[[ Recorded information open ]]
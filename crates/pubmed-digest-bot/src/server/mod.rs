//! Health check HTTP server.
//!
//! Container platforms probe `/` or `/health` to decide whether the bot
//! process is alive. Nothing here touches PubMed or Telegram.

use std::net::SocketAddr;

use axum::{Json, Router, response::IntoResponse, routing::get};
use serde::Serialize;
use tokio::net::TcpListener;
use tokio::task::JoinHandle;
use tower_http::trace::TraceLayer;

/// Service name reported by the health endpoints.
pub const SERVICE_NAME: &str = "pubmed-digest-bot";

/// Body of `GET /health`.
#[derive(Debug, Clone, Serialize)]
pub struct HealthStatus {
    /// Always `"ok"` while the process answers.
    pub status: &'static str,

    /// Service name.
    pub service: &'static str,

    /// Crate version.
    pub version: &'static str,
}

impl HealthStatus {
    /// Status of a running process.
    #[must_use]
    pub const fn ok() -> Self {
        Self { status: "ok", service: SERVICE_NAME, version: env!("CARGO_PKG_VERSION") }
    }
}

/// Create the health router.
pub fn create_router() -> Router {
    Router::new()
        .route("/", get(liveness))
        .route("/health", get(health_check))
        .layer(TraceLayer::new_for_http())
}

/// Bind the health server port on all interfaces.
///
/// # Errors
///
/// Returns error if the port cannot be bound.
pub async fn bind(port: u16) -> std::io::Result<TcpListener> {
    TcpListener::bind(SocketAddr::from(([0, 0, 0, 0], port))).await
}

/// Serve the health router until Ctrl+C.
///
/// # Errors
///
/// Returns error if the server fails.
pub async fn run_health_server(listener: TcpListener) -> anyhow::Result<()> {
    tracing::info!("Health server listening on http://{}", listener.local_addr()?);

    axum::serve(listener, create_router()).with_graceful_shutdown(shutdown_signal()).await?;

    tracing::info!("Health server shut down");
    Ok(())
}

/// Spawn the health server, logging an error if it stops serving.
pub fn spawn_health_server(listener: TcpListener) -> JoinHandle<()> {
    tokio::spawn(async move {
        if let Err(err) = run_health_server(listener).await {
            tracing::error!(error = %err, "Health server failed");
        }
    })
}

async fn liveness() -> &'static str {
    "PubMed digest bot is running!"
}

async fn health_check() -> impl IntoResponse {
    Json(HealthStatus::ok())
}

async fn shutdown_signal() {
    if let Err(err) = tokio::signal::ctrl_c().await {
        tracing::warn!(error = %err, "Failed to listen for shutdown signal");
        std::future::pending::<()>().await;
    }
    tracing::info!("Received shutdown signal");
}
[[ Recorded information closed ]]
*Task prompt:* Every line in the records above with the string "version" in it should be shown.

*Reply to the exercise:*
    /// Crate version.
    pub version: &'static str,
        Self { status: "ok", service: SERVICE_NAME, version: env!("CARGO_PKG_VERSION") }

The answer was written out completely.